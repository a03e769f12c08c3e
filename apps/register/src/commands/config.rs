//! # Settings Commands
//!
//! Payment methods, company identity, user registration and backup.

use std::fs;
use std::path::Path;

use chrono::Utc;
use tracing::info;

use pawshop_core::types::FeeRate;
use pawshop_store::{export_backup, import_backup};

use super::CommandResult;
use crate::error::ShellError;
use crate::state::AppContext;

// =============================================================================
// Payment Methods
// =============================================================================

/// Lists the configured payment methods with their fees.
pub fn methods(ctx: &AppContext) -> CommandResult {
    let methods = ctx.store.settings().payment_methods();
    let mut out = format!("{} payment method(s)\n", methods.len());
    for m in &methods {
        out.push_str(&format!(
            "  {}  {} {:<20} taxa {:.2}%\n",
            m.id,
            m.icon,
            m.name,
            m.fee_rate().percentage()
        ));
    }
    Ok(out)
}

/// Adds a payment method with a fee given in percent (e.g. 1.9).
pub fn method_add(ctx: &mut AppContext, name: &str, fee_percent: f64) -> CommandResult {
    let rate = FeeRate::from_percentage(fee_percent);
    let method = ctx.store.settings().add_payment_method(name, rate.bps())?;
    ctx.reload();
    Ok(format!(
        "Method '{}' added (taxa {:.2}%)",
        method.name,
        method.fee_rate().percentage()
    ))
}

/// Removes a payment method by id.
pub fn method_remove(ctx: &mut AppContext, id: &str) -> CommandResult {
    ctx.store.settings().remove_payment_method(id)?;
    ctx.reload();
    Ok(format!("Method {} removed", id))
}

/// Updates a method's fee. Historical sales keep their snapshots.
pub fn method_fee(ctx: &mut AppContext, id: &str, fee_percent: f64) -> CommandResult {
    let rate = FeeRate::from_percentage(fee_percent);
    ctx.store.settings().set_payment_method_fee(id, rate.bps())?;
    ctx.reload();
    Ok(format!("Fee updated to {:.2}% (future sales only)", rate.percentage()))
}

// =============================================================================
// Company Info
// =============================================================================

/// Shows the receipt header data.
pub fn company(ctx: &AppContext) -> CommandResult {
    let company = ctx.store.settings().company();
    Ok(format!(
        "{}\nCNPJ/CPF: {}\n{}\n{}",
        company.name,
        company.document,
        company.address,
        company.phone.as_deref().unwrap_or("-")
    ))
}

/// Edits one field of the company record in place.
pub fn company_set(ctx: &mut AppContext, field: &str, value: &str) -> CommandResult {
    let mut company = ctx.store.settings().company();
    match field {
        "name" => company.name = value.to_string(),
        "document" => company.document = value.to_string(),
        "address" => company.address = value.to_string(),
        "phone" => company.phone = Some(value.to_string()),
        other => {
            return Err(ShellError::usage(format!(
                "Unknown company field '{}' (name, document, address, phone)",
                other
            )))
        }
    }
    ctx.store.settings().save_company(&company)?;
    Ok(format!("Company {} updated", field))
}

// =============================================================================
// Users
// =============================================================================

/// Registers an operator account.
pub fn register_user(
    ctx: &mut AppContext,
    username: &str,
    password: &str,
    confirmation: &str,
) -> CommandResult {
    ctx.store
        .settings()
        .register_user(username, password, confirmation)?;
    Ok(format!("User '{}' registered", username))
}

// =============================================================================
// Backup
// =============================================================================

/// Exports the whole persisted state to a JSON file.
pub fn backup_export(ctx: &AppContext, path: &Path) -> CommandResult {
    let json = export_backup(&ctx.store, Utc::now())?;
    fs::write(path, &json).map_err(|e| {
        ShellError::new(
            crate::error::ErrorCode::StorageError,
            format!("Could not write backup file: {}", e),
        )
    })?;
    info!(path = %path.display(), "Backup written");
    Ok(format!("Backup written to {}", path.display()))
}

/// Restores a backup file, overwriting ALL current data.
///
/// The shell confirms before calling; from here on it is unconditional.
pub fn backup_import(ctx: &mut AppContext, path: &Path) -> CommandResult {
    let raw = fs::read_to_string(path).map_err(|e| {
        ShellError::new(
            crate::error::ErrorCode::StorageError,
            format!("Could not read backup file: {}", e),
        )
    })?;

    let document = import_backup(&ctx.store, &raw)?;
    ctx.checkout.abort();
    ctx.reload();

    Ok(format!(
        "Backup restored: {} products, {} sales, {} customers (taken {})",
        document.products.len(),
        document.sales.len(),
        document.customers.len(),
        document.date.format("%d/%m/%Y %H:%M")
    ))
}

// =============================================================================
// Unit Tests
// =============================================================================

#[cfg(test)]
mod tests {
    use super::*;
    use crate::state::AppContext;
    use pawshop_store::Store;

    #[test]
    fn test_method_lifecycle() {
        let mut ctx = AppContext::new(Store::in_memory());

        method_add(&mut ctx, "Vale Pet", 2.5).unwrap();
        assert_eq!(ctx.shop.payment_methods.len(), 5);

        let id = ctx.shop.payment_methods[4].id.clone();
        method_fee(&mut ctx, &id, 3.0).unwrap();
        assert_eq!(ctx.shop.payment_methods[4].fee_bps, 300);

        method_remove(&mut ctx, &id).unwrap();
        assert_eq!(ctx.shop.payment_methods.len(), 4);
    }

    #[test]
    fn test_company_set() {
        let mut ctx = AppContext::new(Store::in_memory());

        company_set(&mut ctx, "name", "Pawshop Pet & Ração").unwrap();
        assert!(company(&ctx).unwrap().contains("Pawshop Pet & Ração"));

        assert!(company_set(&mut ctx, "cnpj", "x").is_err());
    }

    #[test]
    fn test_backup_round_trip_through_files() {
        let dir = tempfile::tempdir().unwrap();
        let path = dir.path().join("backup.json");

        let mut source = AppContext::new(Store::in_memory());
        method_add(&mut source, "Vale Pet", 2.5).unwrap();
        backup_export(&source, &path).unwrap();

        let mut target = AppContext::new(Store::in_memory());
        let message = backup_import(&mut target, &path).unwrap();
        assert!(message.contains("Backup restored"));
        assert_eq!(target.shop.payment_methods.len(), 5);
    }

    #[test]
    fn test_backup_import_missing_file() {
        let mut ctx = AppContext::new(Store::in_memory());
        assert!(backup_import(&mut ctx, Path::new("/nonexistent/backup.json")).is_err());
    }
}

- [PROMPT]: Lines of the material that contain the word "Ração" are to be gathered.

- [SOLUTION TO THIS EXERCISE]:
        company_set(&mut ctx, "name", "Pawshop Pet & Ração").unwrap();
        assert!(company(&ctx).unwrap().contains("Pawshop Pet & Ração"));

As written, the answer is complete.